В каннском конкурсе появился первый серьезный претендент на призы

Это стилистически изощренный ребус грека Йоргоса Лантимоса «Лобстер»
«Лобстер» – первый англоязычный фильм Лантимоса. С голливудскими звездами Колином Фарреллом и Рэйчел Вайс/ OUTNOW.CH

Йоргос Лантимос уже давняя звезда фестивального кино. Отец-основатель модной «греческой волны» и большой специалист по жестокому абсурдизму на грани фола. Всякий раз он моделирует предельно условные ситуации и задает правила игры, перпендикулярные очевидным законам реальности. Его «Клык» был портретом изолированной от внешнего мира семьи, в которой взрослым детям запрещено выходить за пределы загородного дома, а слово «кошка» означает вовсе не то, что оно означает. В «Альпах» действовала закрытая коммуна или даже секта, занимавшаяся тем, что на полном серьезе заменяла людям их погибших родственников.

Провал Ван Сэнта

Фестиваль еще не достиг середины, но уже преподнес большое разочарование в виде нового фильма Гаса Ван Сэнта «Море из деревьев», удостоенного не аплодисментов, а громогласного «буу» на пресс-показе. И впрямь невозможно поверить, что эту сентиментальщину с приемами из мыльной оперы снял человек, когда-то получивший «Золотую пальмовую ветвь» за гениального «Слона».
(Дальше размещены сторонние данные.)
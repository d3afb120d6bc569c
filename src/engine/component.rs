//! Component type registry.
//!
//! Components are ordinary Rust values; the runtime never stores type-erased
//! trait objects for them. Instead, every component type is assigned a dense
//! process-unique id on first use, and its byte size and alignment are
//! recorded in a parallel table. Chunk storage only needs those two numbers
//! to lay out and copy columns.
//!
//! ## Invariants
//! - Ids are assigned monotonically starting at 0 and never reused.
//! - `size_of(id)` and `align_of(id)` are written once, at assignment.
//! - Ids are process-local and must not be persisted: a type's id depends on
//!   the order in which types are first touched.
//!
//! ## Concurrency
//! The registry is global and shared by every world in the process. First use
//! of a type is serialised by the registry lock; the id counter itself is an
//! atomic so the fast path never observes a torn id. Repeated lookups take
//! the read lock only.

use std::any::TypeId;
use std::collections::HashMap;
use std::mem::{align_of, size_of};
use std::sync::atomic::{AtomicU64, Ordering};
use std::sync::{OnceLock, RwLock};

use crate::engine::types::{ComponentMask, MAX_TYPES};

/// Strictest alignment a component type may require. Chunk columns are padded
/// to this bound, so any component at or below it lands aligned.
pub const MAX_COMPONENT_ALIGN: usize = 16;

/// Marker for types that can be stored as components.
///
/// A component must be trivially copyable in the C sense: plain `Copy` data
/// with no destructor. Cross-archetype migration moves component payloads
/// with a raw byte copy, which is exactly what `Copy` licenses.
///
/// The trait is blanket-implemented; any `Copy + Send + Sync + 'static` type
/// qualifies, including zero-sized tag types.
pub trait Component: Copy + Send + Sync + 'static {}

impl<T: Copy + Send + Sync + 'static> Component for T {}

struct TypeRegistry {
    by_type: HashMap<TypeId, u64>,
    sizes: Vec<usize>,
    aligns: Vec<usize>,
}

static REGISTRY: OnceLock<RwLock<TypeRegistry>> = OnceLock::new();
static NEXT_TYPE_ID: AtomicU64 = AtomicU64::new(0);

fn registry() -> &'static RwLock<TypeRegistry> {
    REGISTRY.get_or_init(|| {
        RwLock::new(TypeRegistry {
            by_type: HashMap::new(),
            sizes: Vec::new(),
            aligns: Vec::new(),
        })
    })
}

/// Returns the dense type id of component type `T`, assigning one on first
/// use.
///
/// Ids are stable for the lifetime of the process and shared across worlds.
/// Exhausting the id space (more than [`MAX_TYPES`] distinct component types)
/// is fatal.
pub fn type_id_of<T: Component>() -> u64 {
    let key = TypeId::of::<T>();

    {
        let reg = registry().read().unwrap_or_else(|e| e.into_inner());
        if let Some(&id) = reg.by_type.get(&key) {
            return id;
        }
    }

    let mut reg = registry().write().unwrap_or_else(|e| e.into_inner());
    // Another thread may have registered T between the two locks.
    if let Some(&id) = reg.by_type.get(&key) {
        return id;
    }

    assert!(
        align_of::<T>() <= MAX_COMPONENT_ALIGN,
        "component alignment exceeds the supported maximum"
    );

    let id = NEXT_TYPE_ID.fetch_add(1, Ordering::Relaxed);
    assert!((id as usize) < MAX_TYPES, "component type capacity exceeded");

    debug_assert_eq!(reg.sizes.len() as u64, id);
    reg.by_type.insert(key, id);
    reg.sizes.push(size_of::<T>());
    reg.aligns.push(align_of::<T>());
    id
}

/// Returns the byte size recorded for a registered type id.
pub fn component_size(type_id: u64) -> usize {
    let reg = registry().read().unwrap_or_else(|e| e.into_inner());
    assert!(
        (type_id as usize) < reg.sizes.len(),
        "unregistered component type id"
    );
    reg.sizes[type_id as usize]
}

/// Returns the alignment recorded for a registered type id.
pub fn component_align(type_id: u64) -> usize {
    let reg = registry().read().unwrap_or_else(|e| e.into_inner());
    assert!(
        (type_id as usize) < reg.aligns.len(),
        "unregistered component type id"
    );
    reg.aligns[type_id as usize]
}

/// A tuple of component types, usable where a set of components is meant
/// rather than a single one (e.g. `World::has_components::<(A, B)>`).
pub trait ComponentSet {
    /// Returns the mask with the bit of every member type set.
    fn mask() -> ComponentMask;
}

macro_rules! component_set_tuple {
    ($($name:ident),+) => {
        impl<$($name: Component),+> ComponentSet for ($($name,)+) {
            fn mask() -> ComponentMask {
                let mut mask = ComponentMask::new();
                $(mask.set(type_id_of::<$name>());)+
                mask
            }
        }
    };
}

component_set_tuple!(A);
component_set_tuple!(A, B);
component_set_tuple!(A, B, C);
component_set_tuple!(A, B, C, D);
component_set_tuple!(A, B, C, D, E);
component_set_tuple!(A, B, C, D, E, F);
component_set_tuple!(A, B, C, D, E, F, G);
component_set_tuple!(A, B, C, D, E, F, G, H);
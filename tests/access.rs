use corral::{ComponentMask, Entity, Query, Read, With, World, Write};

#[derive(Clone, Copy)]
struct Transform {
    trfn: [f32; 12],
}

#[derive(Clone, Copy)]
struct Health {
    health: f32,
}

#[derive(Clone, Copy)]
struct Character;

#[derive(Clone, Copy)]
struct DamageSource {
    #[allow(dead_code)]
    position: [f32; 3],
    damage_over_time: f32,
}

type DamagedCharacterSpec = (Read<Transform>, Write<Health>, With<Character>);
type DamagedCharacterEntity<'w> = Entity<'w, DamagedCharacterSpec>;
type DamagedCharacterQuery<'w> = Query<'w, DamagedCharacterSpec>;

type DamageSourceSpec = (Read<DamageSource>, Read<Transform>);
type DamageSourceQuery<'w> = Query<'w, DamageSourceSpec>;

fn transform(x: f32, y: f32, z: f32) -> Transform {
    let mut trfn = [0.0; 12];
    trfn[0] = x;
    trfn[1] = y;
    trfn[2] = z;
    Transform { trfn }
}

#[test]
fn entity_views_read_and_write_by_grant() {
    let mut world = World::new();
    let e0 = world.add_entity();
    world.add_component(e0, transform(1.0, 2.0, 3.0));
    world.add_component(e0, Health { health: 99.0 });
    world.add_component(e0, Character);

    let mut damaged = DamagedCharacterEntity::new(&world, e0);
    let trfn = damaged.get::<Transform, _>();
    assert_eq!(trfn.trfn[0], 1.0);
    assert_eq!(trfn.trfn[1], 2.0);
    assert_eq!(trfn.trfn[2], 3.0);
    // A Write grant also licenses reads, through the mutable accessor.
    assert_eq!(damaged.get_mut::<Health, _>().health, 99.0);

    damaged.get_mut::<Health, _>().health -= 9.0;
    assert_eq!(world.get_component::<Health>(e0).health, 90.0);
}

#[test]
fn access_masks_cover_the_declared_triple() {
    let mut reference = ComponentMask::new();
    reference.set_type::<Transform>();
    reference.set_type::<Health>();
    reference.set_type::<Character>();
    assert_eq!(DamagedCharacterEntity::access_mask(), reference);
    assert_eq!(DamagedCharacterQuery::access_mask(), reference);

    let mut writes = ComponentMask::new();
    writes.set_type::<Health>();
    assert_eq!(DamagedCharacterEntity::write_mask(), writes);
    assert_eq!(DamagedCharacterQuery::write_mask(), writes);

    let mut source_reference = ComponentMask::new();
    source_reference.set_type::<DamageSource>();
    source_reference.set_type::<Transform>();
    assert_eq!(DamageSourceQuery::access_mask(), source_reference);
    assert_eq!(DamageSourceQuery::write_mask(), ComponentMask::new());
}

#[test]
fn queries_iterate_matching_entities() {
    let mut world = World::new();

    for (x, dot) in [(1.0, 99.0), (10.0, 9_900.0), (100.0, 990_000.0)] {
        let e = world.add_entity();
        world.add_component(e, transform(x, 2.0 * x, 3.0 * x));
        world.add_component(
            e,
            DamageSource {
                position: [0.0; 3],
                damage_over_time: dot,
            },
        );
    }

    let query = DamageSourceQuery::new(&world);
    assert_eq!(query.iter().count(), 3);

    let mut trfn_sum = [0.0f32; 3];
    let mut dot_sum = 0.0f32;
    for entity in &query {
        let trfn = entity.get::<Transform, _>();
        trfn_sum[0] += trfn.trfn[0];
        trfn_sum[1] += trfn.trfn[1];
        trfn_sum[2] += trfn.trfn[2];
        dot_sum += entity.get::<DamageSource, _>().damage_over_time;
    }
    assert_eq!(trfn_sum, [111.0, 222.0, 333.0]);
    assert_eq!(dot_sum, 999_999.0);
}

#[test]
fn with_grants_filter_without_data_access() {
    let mut world = World::new();

    let tagged = world.add_entity();
    world.add_component(tagged, transform(1.0, 0.0, 0.0));
    world.add_component(tagged, Health { health: 10.0 });
    world.add_component(tagged, Character);

    let untagged = world.add_entity();
    world.add_component(untagged, transform(2.0, 0.0, 0.0));
    world.add_component(untagged, Health { health: 20.0 });

    let ids: Vec<_> = DamagedCharacterQuery::new(&world)
        .iter()
        .map(|entity| entity.id())
        .collect();
    assert_eq!(ids, vec![tagged]);
}

#[test]
fn views_stay_usable_after_iterator_advances() {
    let mut world = World::new();
    for x in [1.0, 2.0] {
        let e = world.add_entity();
        world.add_component(e, transform(x, 0.0, 0.0));
        world.add_component(
            e,
            DamageSource {
                position: [0.0; 3],
                damage_over_time: 0.0,
            },
        );
    }

    let query = DamageSourceQuery::new(&world);
    let views: Vec<_> = query.iter().collect();
    // Views are by-value copies; collecting them does not invalidate any.
    let sum: f32 = views
        .iter()
        .map(|entity| entity.get::<Transform, _>().trfn[0])
        .sum();
    assert_eq!(sum, 3.0);
}

#[test]
#[should_panic(expected = "The entity is missing this component")]
fn reading_an_absent_component_is_fatal() {
    let mut world = World::new();
    let e = world.add_entity();
    world.add_component(e, transform(0.0, 0.0, 0.0));

    // The view's grant allows reading Health, but this entity's archetype
    // does not carry it.
    let view = Entity::<Read<Health>>::new(&world, e);
    let _ = view.get::<Health, _>();
}
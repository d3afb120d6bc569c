use criterion::{criterion_group, criterion_main, Criterion};
use std::hint::black_box;

use corral::prelude::*;

mod common;
use common::*;

fn iterate_benchmark(c: &mut Criterion) {
    let mut group = c.benchmark_group("iterate");

    for &(label, n) in &[("sum_10k", AGENTS_SMALL), ("sum_100k", AGENTS_MED)] {
        let mut world = World::new();
        populate(&mut world, n);

        group.bench_function(label, |b| {
            b.iter(|| {
                let query = Query::<(Read<Position>, Read<Velocity>)>::new(&world);
                let mut sum = 0.0f32;
                for entity in &query {
                    sum += entity.get::<Position, _>().x * entity.get::<Velocity, _>().dx;
                }
                black_box(sum);
            });
        });
    }

    group.finish();
}

criterion_group!(benches, iterate_benchmark);
criterion_main!(benches);
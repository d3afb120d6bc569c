//! System records.
//!
//! A system is a user function with a declared component access pattern. The
//! scheduler stores it in canonical form: a type-erased run closure that
//! resolves its own queries against the world, plus the two derived masks.
//! The masks are what ordering and conflict analysis work with; the runtime
//! itself executes systems serially, and the masks let an external executor
//! decide which systems could overlap (two systems may run in parallel iff
//! each one's write mask is disjoint from the other's access mask).

use crate::engine::types::ComponentMask;
use crate::engine::world::World;

/// A registered system in canonical, type-erased form.
pub struct System {
    run: Box<dyn Fn(&World)>,
    access_mask: ComponentMask,
    write_mask: ComponentMask,
    /// Systems this one must run after.
    pub(crate) dependencies: Vec<usize>,
    /// Systems that must run after this one.
    pub(crate) dependents: Vec<usize>,
}

impl System {
    pub(crate) fn new(
        run: Box<dyn Fn(&World)>,
        access_mask: ComponentMask,
        write_mask: ComponentMask,
    ) -> Self {
        Self {
            run,
            access_mask,
            write_mask,
            dependencies: Vec::new(),
            dependents: Vec::new(),
        }
    }

    /// Union of every component the system may touch.
    #[inline]
    pub fn access_mask(&self) -> &ComponentMask {
        &self.access_mask
    }

    /// Components the system may mutate.
    #[inline]
    pub fn write_mask(&self) -> &ComponentMask {
        &self.write_mask
    }

    #[inline]
    pub(crate) fn run(&self, world: &World) {
        (self.run)(world)
    }
}
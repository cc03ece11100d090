use thiserror::Error;

/// Errors surfaced by an audio capture device.
#[derive(Debug, Error)]
pub enum CaptureError {
    /// The user denied access to the microphone.
    #[error("Microphone access denied")]
    PermissionDenied,
    /// The device failed to start, buffer, or stop.
    #[error("Capture device error: {0}")]
    Device(String),
}

/// An audio input that can open exclusive recordings.
///
/// One recording is held per interview turn: acquired when the user starts
/// answering, consumed when they stop. Implementations must release the
/// underlying device both in [`Recording::stop`] and on drop, so an
/// abandoned turn never leaves the microphone open.
pub trait AudioCapture: Send + Sync {
    /// Acquire the device and start buffering audio.
    fn open(&self) -> Result<Box<dyn Recording>, CaptureError>;
}

/// One in-progress recording. The device is released by [`Recording::stop`]
/// or by dropping the handle, whichever comes first.
pub trait Recording: Send {
    /// Stop buffering and return the captured audio bytes.
    fn stop(self: Box<Self>) -> Result<Vec<u8>, CaptureError>;
}

/// Capture stub that yields a fixed byte buffer on every recording. Useful
/// for examples and tests where no real microphone is available.
pub struct StaticCapture {
    bytes: Vec<u8>,
}

impl StaticCapture {
    #[must_use]
    pub fn new(bytes: Vec<u8>) -> Self {
        Self { bytes }
    }
}

impl AudioCapture for StaticCapture {
    fn open(&self) -> Result<Box<dyn Recording>, CaptureError> {
        Ok(Box::new(StaticRecording {
            bytes: self.bytes.clone(),
        }))
    }
}

struct StaticRecording {
    bytes: Vec<u8>,
}

impl Recording for StaticRecording {
    fn stop(self: Box<Self>) -> Result<Vec<u8>, CaptureError> {
        Ok(self.bytes)
    }
}
use dotenvy::dotenv;
use jobprep_sdk::{AnalysisBackend, JobAnalysisRequest, JobDescriptionPayload};

mod common;

#[tokio::main]
async fn main() {
    dotenv().ok();

    let backend = common::get_backend();

    let analysis = backend
        .analyze_job(JobAnalysisRequest {
            job_description: JobDescriptionPayload::text(
                "Senior Backend Engineer — own the ingestion pipeline, design public APIs, \
                 and mentor junior engineers. Requirements: 5+ years of Rust or Go, \
                 PostgreSQL, Kafka. Nice to have: Kubernetes.",
            ),
            user_id: "demo-user".to_string(),
        })
        .await
        .unwrap();

    println!("{analysis:#?}");
}
use crate::{
    errors::PipelineError,
    store::{ArtifactStore, ArtifactStoreExt, StageKey},
};
use jobprep_sdk::{AnalysisBackend, GenerateQuestionsRequest, InterviewQuestion};
use std::sync::Arc;

/// Generates the interview question set from the stored artifacts.
///
/// Runs on entry to the preparation stage without explicit user action; a
/// later call is the manual regenerate path and discards the prior set by
/// overwriting the stored questions.
pub struct QuestionGenerator {
    backend: Arc<dyn AnalysisBackend>,
    store: Arc<dyn ArtifactStore>,
}

impl QuestionGenerator {
    #[must_use]
    pub fn new(backend: Arc<dyn AnalysisBackend>, store: Arc<dyn ArtifactStore>) -> Self {
        Self { backend, store }
    }

    /// Generate and persist the question set. The stored resume is
    /// required; the stored job description is attached when present.
    pub async fn generate(&self, user_id: &str) -> Result<Vec<InterviewQuestion>, PipelineError> {
        let resume = self
            .store
            .get_resume()
            .ok_or(PipelineError::MissingArtifact(StageKey::ResumeRaw))?;
        let request = GenerateQuestionsRequest {
            resume: resume.resume,
            job_description: self.store.get_job_description(),
            user_id: user_id.to_string(),
        };
        let questions = self.backend.generate_questions(request).await?;
        tracing::debug!(count = questions.len(), "generated interview questions");
        self.store.put_questions(&questions)?;
        Ok(questions)
    }
}
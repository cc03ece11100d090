//! Walk the four preparation stages end to end against a live service,
//! answering every interview question with the same canned audio clip.
//!
//! Usage: cargo run --example run-pipeline -- <jd.txt|jd.png> <resume.pdf> <answer.wav>

use dotenvy::dotenv;
use jobprep_pipeline::{
    InterviewEngine, InterviewPhase, QuestionGenerator, SessionStore, StaticCapture,
    SubmissionAdapter, UploadedFile,
};
use jobprep_sdk::{HttpBackend, HttpBackendOptions};
use std::sync::Arc;

#[tokio::main]
async fn main() {
    dotenv().ok();

    let mut args = std::env::args().skip(1);
    let usage = "usage: run-pipeline <jd.txt|jd.png> <resume.pdf> <answer.wav>";
    let jd_path = args.next().expect(usage);
    let resume_path = args.next().expect(usage);
    let answer_path = args.next().expect(usage);

    let backend = Arc::new(HttpBackend::new(HttpBackendOptions {
        base_url: std::env::var("JOBPREP_BASE_URL")
            .expect("JOBPREP_BASE_URL environment variable must be set"),
        ..Default::default()
    }));
    let store = Arc::new(SessionStore::new());

    let adapter = SubmissionAdapter::new(backend.clone(), store.clone());

    let analysis = adapter
        .submit_job_description(&read_file(&jd_path), "demo-user")
        .await
        .unwrap();
    println!("== {} ==\n{}\n", analysis.job_title, analysis.job_summary);

    let resume = adapter.submit_resume(&read_file(&resume_path)).await.unwrap();
    println!("resume match score: {}\n", resume.match_score);

    let generator = QuestionGenerator::new(backend.clone(), store.clone());
    let questions = generator.generate("demo-user").await.unwrap();
    println!("prepared {} interview questions\n", questions.len());

    let capture = Arc::new(StaticCapture::new(
        std::fs::read(&answer_path).expect("failed to read answer clip"),
    ));
    let mut engine = InterviewEngine::builder(backend, capture, store).build();
    engine.start().unwrap();
    while engine.phase() != InterviewPhase::Concluded {
        println!("Q: {}", engine.current_question().unwrap());
        engine.begin_recording().unwrap();
        engine.end_recording().await.unwrap();
    }

    let report = engine.report().unwrap();
    println!("\noverall: {}", report.overall_score);
    println!("{}", report.summary);
    for strength in &report.strengths {
        println!("+ {strength}");
    }
    for area in &report.areas_for_improvement {
        println!("- {area}");
    }
}

fn read_file(path: &str) -> UploadedFile {
    let bytes = std::fs::read(path).expect("failed to read file");
    let mime = match path.rsplit_once('.').map(|(_, ext)| ext) {
        Some("png") => "image/png",
        Some("jpg" | "jpeg") => "image/jpeg",
        Some("pdf") => "application/pdf",
        _ => "text/plain",
    };
    UploadedFile::new(path, mime, bytes)
}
В «Лобстере» фантазия Лантимоса по поводу тоталитарного устройства любого общества, а также отдельного человека идет еще дальше. Действие происходит в мире, в котором запрещено быть одному – нельзя не иметь пару и не состоять в браке. Одинокие мужчины и женщины подлежат аресту и ссылаются в специальный отель, где им дано 45 дней на поиск второй половины. Если постоялец не справляется с этой задачей, то его превращают в какое-нибудь животное, причем выбор последнего гуманно оставляют за жертвой. Главный герой (Колин Фаррелл) прибывает в отель с псом, в которого превратили его брата, а для себя выбирает лобстера, потому что те живут долго и в воде. Продлить пребывание в гостинице, т. е. свою жизнь, можно, лишь пристрелив обитающих в соседнем лесу холостяков и холостячек, а также вдов и вдовцов. Они же аутсайдеры и диссиденты, противостоящие матримониальному диктату, но живущие по таким же жестким карательным законам. Им, наоборот, запрещено вступать в близкие контакты, и основной конфликт разворачивается на границе двух зеркальных фашизоидных миров: герой сбегает из отеля, присоединяется к борьбе за одиночество, но влюбляется в ее активистку (Рэйчел Вайс).

Все это могло бы остаться всего лишь изобретательным трюком, каким отчасти и были «Клык» с «Альпами», но Лантимос впервые умудряется разогнать свою идею до полноценной вселенной, которой не чужды ни чувственность, ни трагизм, ни отменный комизм. Ну а главное, это парадоксальная и остроумная рефлексия по поводу невозможности уже не только любви, но и одиночества: оба состояния настолько контролируются общественными «мягкими машинами», что в них уже не остается ничего человеческого, ничего личного. И то и другое формализуется, утрачивает естественность и становится чисто искусственной функцией – и в этом смысле формалистская «конструкторская» эстетика Лантимоса напрямую работает на содержание фильма.

Его антиутопия, разворачивающаяся в ближайшем будущем, напоминает о романах Уэльбека, также чуткого к тому, как сегодня происходит синтез социума, новых технологий и основных инстинктов. И тут, и там современность предстает как предельно стерильный мир, в котором насилие уже является безболезненным, изысканным и даже гуманным, а потребление, комфорт и уровень жизни прямо пропорциональны степени отчуждения – от другого и от самого себя. И действительно, единственное, что остается везде и всюду несвободному человеку, – это стать животным. Тем же лобстером или вечным уэльбековским псом.